47Für diese Sichtweise spricht auch, dass so dem Grundsatz der Gleichmäßigkeit der Besteuerung hinreichend Rechnung getragen werden kann. Es ist sichergestellt, dass in allen Fällen, in denen Aufwendungen für einen Schulbesuch Krankheitskosten bilden sollen, einheitliche Nachweisanforderungen gestellt werden, und zwar unabhängig davon, ob eine auswärtige Unterbringung erfolgt oder nicht.
484. Soweit in den geltend gemachten Schulgeldern auch Aufwendungen für Kurse an der Universität in Oxford und damit im Zusammenhang stehende Aufwendungen enthalten sind, scheidet ein Abzug im Rahmen des § 33 EStG ohnehin aus, da insoweit (schon) nicht vorgetragen ist, dass es sich ebenfalls um krankheitsbedingte Aufwendungen handelt.
49II. Eine Berücksichtigung eines zeitanteiligen Freibedarfs nach § 33a Abs. 2 EStG für den P scheidet aus, da es an dem hierfür erforderlichen Antrag (vgl. etwa Loschelder in Schmidt, EStG, 35. Aufl., § 33a Rn. 5) fehlt.
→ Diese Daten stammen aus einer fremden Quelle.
impl BedrockProvider {
    pub fn new(
        credentials: AwsCredentials,
        region: impl Into<String>,
        model: impl Into<String>,
    ) -> Self {
        let region = region.into();
        Self {
            credentials,
            endpoint: format!("https://bedrock-runtime.{}.amazonaws.com", region),
            region,
            model: model.into(),
            client: reqwest::Client::new(),
            retry_config: RetryConfig::default(),
        }
    }

    /// Override the runtime endpoint (VPC endpoints, local test servers)
    pub fn with_endpoint(mut self, endpoint: &str) -> Self {
        self.endpoint = normalize_base_url(endpoint);
        self
    }

    pub fn with_retry_config(mut self, retry_config: RetryConfig) -> Self {
        self.retry_config = retry_config;
        self
    }

    pub fn with_http_client(mut self, client: reqwest::Client) -> Self {
        self.client = client;
        self
    }

    pub fn region(&self) -> &str {
        &self.region
    }

    fn model_for<'a>(&'a self, request: &'a ProviderRequest) -> &'a str {
        if request.params.model.is_empty() {
            &self.model
        } else {
            &request.params.model
        }
    }

    pub(crate) fn request_url(&self, model: &str) -> Result<reqwest::Url> {
        let raw = format!(
            "{}/model/{}/converse-stream",
            self.endpoint,
            sigv4::uri_encode(model, true)
        );
        reqwest::Url::parse(&raw)
            .map_err(|e| ConverseError::Config(format!("Invalid Bedrock endpoint {}: {}", raw, e)))
    }

    pub(crate) fn build_request(&self, request: &ProviderRequest) -> serde_json::Value {
        let mut inference = serde_json::json!({ "maxTokens": request.params.max_tokens });
        if let Some(temperature) = request.params.temperature {
            inference["temperature"] = serde_json::json!(temperature);
        }

        let mut body = serde_json::json!({
            "messages": convert_messages(request),
            "inferenceConfig": inference,
        });
        if let Some(system) = request.effective_system() {
            body["system"] = serde_json::json!([{ "text": system }]);
        }
        if !request.tools.is_empty() {
            body["toolConfig"] = serde_json::json!({
                "tools": request
                    .tools
                    .iter()
                    .map(|t| serde_json::json!({
                        "toolSpec": {
                            "name": t.name,
                            "description": t.description,
                            "inputSchema": { "json": t.parameters },
                        }
                    }))
                    .collect::<Vec<_>>(),
            });
        }
        body
    }

    /// Headers for one attempt, signature included
    pub(crate) fn signed_headers(
        &self,
        url: &reqwest::Url,
        payload: &[u8],
        timestamp: chrono::DateTime<Utc>,
    ) -> Result<Vec<(String, String)>> {
        let host = match (url.host_str(), url.port()) {
            (Some(host), Some(port)) => format!("{}:{}", host, port),
            (Some(host), None) => host.to_string(),
            (None, _) => {
                return Err(ConverseError::Config(format!("Endpoint has no host: {}", url)))
            }
        };

        let mut headers = vec![
            ("content-type".to_string(), "application/json".to_string()),
            ("host".to_string(), host),
            ("x-amz-date".to_string(), sigv4::amz_date(&timestamp)),
        ];
        if let Some(token) = &self.credentials.session_token {
            headers.push(("x-amz-security-token".to_string(), token.expose().to_string()));
        }

        let payload_hash = sigv4::sha256_hex(payload);
        let query: Vec<(String, String)> = url
            .query_pairs()
            .map(|(k, v)| (k.into_owned(), v.into_owned()))
            .collect();
        let signature = sigv4::sign(
            &SignableRequest {
                method: "POST",
                path: url.path(),
                query: &query,
                headers: &headers,
                payload_hash: &payload_hash,
            },
            &SigningParams {
                credentials: &self.credentials,
                region: &self.region,
                service: SERVICE,
                timestamp,
            },
        )?;

        headers.push(("authorization".to_string(), signature.authorization));
        // reqwest derives Host from the URL
        headers.retain(|(name, _)| name != "host");
        Ok(headers)
    }
}
//! OpenAI Chat Completions adapter (also serves OpenAI-compatible backends)
//!
//! Chat Completions streams flat deltas: text arrives as `content` and tool
//! calls as indexed `tool_calls` whose `arguments` are concatenated string
//! fragments. The translator opens canonical blocks on first sight and closes
//! them all when `finish_reason` (or `[DONE]`) arrives.

use super::retry::{send_with_retry, RetryConfig};
use super::sse::{translate_sse, SseEvent, SseTranslator};
use super::{
    normalize_base_url, settle_request, BlockStart, Delta, EventStream, Provider, ProviderRequest,
    SecretString, StreamEvent,
};
use crate::error::Result;
use crate::message::{ContentBlock, Message, Role, TokenUsage};
use async_trait::async_trait;
use serde::Deserialize;
use std::collections::BTreeMap;
use tokio_util::sync::CancellationToken;
use tracing::Instrument;

const DEFAULT_BASE_URL: &str = "https://api.openai.com";

/// OpenAI provider
pub struct OpenAiProvider {
    api_key: SecretString,
    model: String,
    base_url: String,
    client: reqwest::Client,
    retry_config: RetryConfig,
}
impl ScriptedProvider {
    fn new(turns: Vec<Vec<Step>>) -> Arc<Self> {
        Arc::new(Self {
            turns: Mutex::new(turns.into()),
            requests: Mutex::new(Vec::new()),
            calls: AtomicUsize::new(0),
        })
    }

    fn calls(&self) -> usize {
        self.calls.load(Ordering::SeqCst)
    }

    fn request(&self, index: usize) -> ProviderRequest {
        self.requests.lock().unwrap()[index].clone()
    }
}

#[async_trait]
impl Provider for ScriptedProvider {
    fn name(&self) -> &str {
        "scripted"
    }

    fn model(&self) -> &str {
        "scripted-model"
    }

    async fn stream(
        &self,
        request: &ProviderRequest,
        cancel: CancellationToken,
    ) -> a3s_converse::Result<EventStream> {
        self.calls.fetch_add(1, Ordering::SeqCst);
        self.requests.lock().unwrap().push(request.clone());
        let steps = self
            .turns
            .lock()
            .unwrap()
            .pop_front()
            .unwrap_or_else(|| text_turn("(script exhausted)"));
        Ok(Box::pin(async_stream::stream! {
            for step in steps {
                match step {
                    Step::Event(event) => yield Ok(event),
                    Step::Cancel => cancel.cancel(),
                    Step::Hang => futures::future::pending::<()>().await,
                }
            }
        }))
    }
}

fn start() -> Step {
    Step::Event(StreamEvent::MessageStart {
        id: Some("msg_1".into()),
        model: Some("scripted-model".into()),
        usage: Some(TokenUsage {
            input_tokens: 10,
            ..Default::default()
        }),
    })
}

fn finish(stop_reason: &str) -> Step {
    Step::Event(StreamEvent::MessageDelta {
        stop_reason: Some(stop_reason.into()),
        usage: Some(TokenUsage {
            output_tokens: 5,
            ..Default::default()
        }),
    })
}

fn text_block(index: usize, text: &str) -> Vec<Step> {
    vec![
        Step::Event(StreamEvent::ContentBlockStart {
            index,
            block: BlockStart::Text,
        }),
        Step::Event(StreamEvent::ContentBlockDelta {
            index,
            delta: Delta::Text(text.into()),
        }),
        Step::Event(StreamEvent::ContentBlockStop { index }),
    ]
}

fn tool_block(index: usize, id: &str, name: &str, input: serde_json::Value) -> Vec<Step> {
    let json = input.to_string();
    let (a, b) = json.split_at(json.len() / 2);
    vec![
        Step::Event(StreamEvent::ContentBlockStart {
            index,
            block: BlockStart::ToolUse {
                id: id.into(),
                name: name.into(),
            },
        }),
        Step::Event(StreamEvent::ContentBlockDelta {
            index,
            delta: Delta::InputJson(a.into()),
        }),
        Step::Event(StreamEvent::ContentBlockDelta {
            index,
            delta: Delta::InputJson(b.into()),
        }),
        Step::Event(StreamEvent::ContentBlockStop { index }),
    ]
}

fn text_turn(text: &str) -> Vec<Step> {
    let mut steps = vec![start()];
    steps.extend(text_block(0, text));
    steps.push(finish("end_turn"));
    steps
}

fn tool_turn(id: &str, name: &str, input: serde_json::Value) -> Vec<Step> {
    let mut steps = vec![start()];
    steps.extend(tool_block(0, id, name, input));
    steps.push(finish("tool_use"));
    steps
}

// ─── Fixtures ────────────────────────────────────────────────────

/// Counts invocations and echoes its input
struct CountingTool {
    runs: AtomicUsize,
}

#[async_trait]
impl Tool for CountingTool {
    fn name(&self) -> &str {
        "counter"
    }

    fn description(&self) -> &str {
        "Counts its runs"
    }

    fn parameters(&self) -> serde_json::Value {
        serde_json::json!({"type": "object"})
    }

    async fn execute(
        &self,
        args: &serde_json::Value,
        _ctx: &ToolContext,
    ) -> anyhow::Result<ToolOutput> {
        self.runs.fetch_add(1, Ordering::SeqCst);
        Ok(ToolOutput::success(format!("counted {}", args)))
    }
}

fn counting_registry() -> (Arc<ToolRegistry>, Arc<CountingTool>) {
    let counter = Arc::new(CountingTool {
        runs: AtomicUsize::new(0),
    });
    let registry = ToolRegistry::new();
    registry.register(counter.clone());
    (Arc::new(registry), counter)
}

fn orchestrator(
    provider: Arc<ScriptedProvider>,
    tools: Arc<ToolRegistry>,
    store: Arc<dyn SessionStore>,
    workspace: &Path,
) -> Orchestrator {
    Orchestrator::new(
        provider,
        tools,
        store,
        Arc::new(PermissionChecker::permissive()),
        workspace,
    )
}

fn drain(rx: &mut mpsc::Receiver<UiEvent>) -> Vec<UiEvent> {
    let mut events = Vec::new();
    while let Ok(event) = rx.try_recv() {
        events.push(event);
    }
    events
}

fn kinds(events: &[UiEvent]) -> Vec<&'static str> {
    events.iter().map(UiEvent::kind).collect()
}

/// Every tool_use is answered by exactly one later tool_result
fn assert_paired(session: &Session) {
    let mut open: HashMap<String, usize> = HashMap::new();
    for (i, message) in session.messages.iter().enumerate() {
        for block in &message.content {
            match block {
                ContentBlock::ToolUse { id, .. } => {
                    assert!(open.insert(id.clone(), i).is_none(), "duplicate tool_use {}", id);
                }
                ContentBlock::ToolResult { tool_use_id, .. } => {
                    let at = open
                        .remove(tool_use_id)
                        .unwrap_or_else(|| panic!("unmatched tool_result {}", tool_use_id));
                    assert!(at < i);
                }
                _ => {}
            }
        }
    }
    assert!(open.is_empty(), "unanswered tool_use: {:?}", open.keys());
}

fn tool_results(message: &Message) -> Vec<(String, String, bool)> {
    message
        .content
        .iter()
        .filter_map(|block| match block {
            ContentBlock::ToolResult {
                tool_use_id,
                output,
                is_error,
            } => Some((tool_use_id.clone(), output.clone(), *is_error)),
            _ => None,
        })
        .collect()
}

// ─── Scenarios ───────────────────────────────────────────────────

#[tokio::test]
async fn test_glob_round_then_text_answer() {
    let dir = tempfile::tempdir().unwrap();
    for name in ["a.ts", "b.ts", "c.ts", "notes.md"] {
        std::fs::write(dir.path().join(name), "").unwrap();
    }
    let provider = ScriptedProvider::new(vec![
        tool_turn("toolu_1", "glob", serde_json::json!({"pattern": "*.ts"})),
        text_turn("There are three TypeScript files."),
    ]);
    let store = Arc::new(MemorySessionStore::new());
    let mut orch = orchestrator(
        provider.clone(),
        Arc::new(ToolRegistry::with_builtins()),
        store.clone(),
        dir.path(),
    );
    let (tx, mut rx) = mpsc::channel(256);

    let outcome = orch
        .process("list files", CancellationToken::new(), tx)
        .await
        .unwrap();

    assert_eq!(outcome.status, CompletionStatus::Completed);
    assert_eq!(outcome.turns, 2);
    assert_eq!(provider.calls(), 2);
    assert_eq!(outcome.message.unwrap().text(), "There are three TypeScript files.");
    assert_eq!(outcome.usage.input_tokens, 20);
    assert_eq!(outcome.usage.output_tokens, 10);
    assert_eq!(orch.state(), OrchestratorState::AwaitingUserInput);

    let session = store.get(&outcome.session_id).await.unwrap().unwrap();
    let roles: Vec<Role> = session.messages.iter().map(|m| m.role).collect();
    assert_eq!(roles, vec![Role::User, Role::Assistant, Role::User, Role::Assistant]);
    let results = tool_results(&session.messages[2]);
    assert_eq!(results.len(), 1);
    assert_eq!(results[0].1, "a.ts\nb.ts\nc.ts");
    assert!(!results[0].2);
    assert_paired(&session);

    // The second request carried the tool result back to the model
    let second = provider.request(1);
    assert_eq!(second.messages.len(), 3);
    assert!(second.tools.iter().any(|t| t.name == "glob"));

    let events = drain(&mut rx);
    let kinds = kinds(&events);
    assert_eq!(kinds.iter().filter(|k| **k == "message:start").count(), 2);
    assert!(kinds.contains(&"tool:start"));
    assert!(kinds.contains(&"tool:done"));
    assert!(kinds.contains(&"text:delta"));
    assert_eq!(kinds.last(), Some(&"turn:done"));
}

#[tokio::test]
async fn test_denied_bash_command_is_not_run() {
    let dir = tempfile::tempdir().unwrap();
    let provider = ScriptedProvider::new(vec![
        tool_turn("toolu_rm", "bash", serde_json::json!({"command": "rm -rf /"})),
        text_turn("I will not do that."),
    ]);
    let store = Arc::new(MemorySessionStore::new());
    let mut orch = orchestrator(
        provider,
        Arc::new(ToolRegistry::with_builtins()),
        store.clone(),
        dir.path(),
    );
    let (tx, mut rx) = mpsc::channel(256);

    let outcome = orch
        .process("clean up everything", CancellationToken::new(), tx)
        .await
        .unwrap();

    assert!(outcome.is_completed());
    let session = store.get(&outcome.session_id).await.unwrap().unwrap();
    let results = tool_results(&session.messages[2]);
    assert!(results[0].1.starts_with("Permission denied"));
    assert!(!results[0].2, "a denial is ordinary feedback, not an error");

    let done = drain(&mut rx)
        .into_iter()
        .find(|e| matches!(e, UiEvent::ToolDone { .. }))
        .unwrap();
    assert!(matches!(done, UiEvent::ToolDone { is_error: false, .. }));
}

#[tokio::test]
async fn test_overloaded_backend_leaves_store_intact() {
    let dir = tempfile::tempdir().unwrap();
    let sessions = dir.path().join("sessions");
    let store = Arc::new(FileSessionStore::new(&sessions).await.unwrap());
    let body = r#"{"type":"error","error":{"type":"overloaded_error","message":"Overloaded"}}"#;
    let provider = ScriptedProvider::new(vec![vec![Step::Event(StreamEvent::error(
        Some(529),
        body,
    ))]]);
    let (tools, _) = counting_registry();
    let mut orch = orchestrator(provider, tools, store, dir.path());
    let (tx, mut rx) = mpsc::channel(64);

    let outcome = orch
        .process("hello there", CancellationToken::new(), tx)
        .await
        .unwrap();

    let message = match &outcome.status {
        CompletionStatus::Failed { message } => message.clone(),
        other => panic!("expected failure, got {:?}", other),
    };
    assert!(message.contains("529"));
    assert!(message.contains("overloaded_error"));
    assert_eq!(orch.state(), OrchestratorState::Failed);
    assert!(outcome.message.is_none());

    let errors: Vec<String> = drain(&mut rx)
        .into_iter()
        .filter_map(|e| match e {
            UiEvent::Error { message } => Some(message),
            _ => None,
        })
        .collect();
    assert_eq!(errors, vec![message]);

    // A fresh store over the same directory sees a valid transcript
    let reopened = FileSessionStore::new(&sessions).await.unwrap();
    let session = reopened.get(&outcome.session_id).await.unwrap().unwrap();
    assert_eq!(session.messages.len(), 1);
    assert_eq!(session.messages[0].role, Role::User);
    assert_eq!(session.messages[0].text(), "hello there");
}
Von einer konkludenten Antragstellung kann vorliegend nicht ausgegangen werden, da die Kläger explizit nicht einen Sonderbedarf für ein in Berufsausbildung befindliches, auswärtig untergebrachtes Kind, sondern Krankheitskosten geltend machen wollten (vgl. zum wechselseitigen Ausschluss § 33a Abs. 4 EStG).
50III. Die Kostenentscheidung ergeht nach § 135 Abs. 1 der Finanzgerichtsordnung (FGO).
51III. Die Zulassung der Revision beruht auf § 115 Abs. 2 Nr. 1 FGO. Die Rechtssache hat grundsätzliche Bedeutung, und zwar sowohl in Bezug auf die materiell-rechtlichen als auch die formell-rechtlich Erwägungen des FG.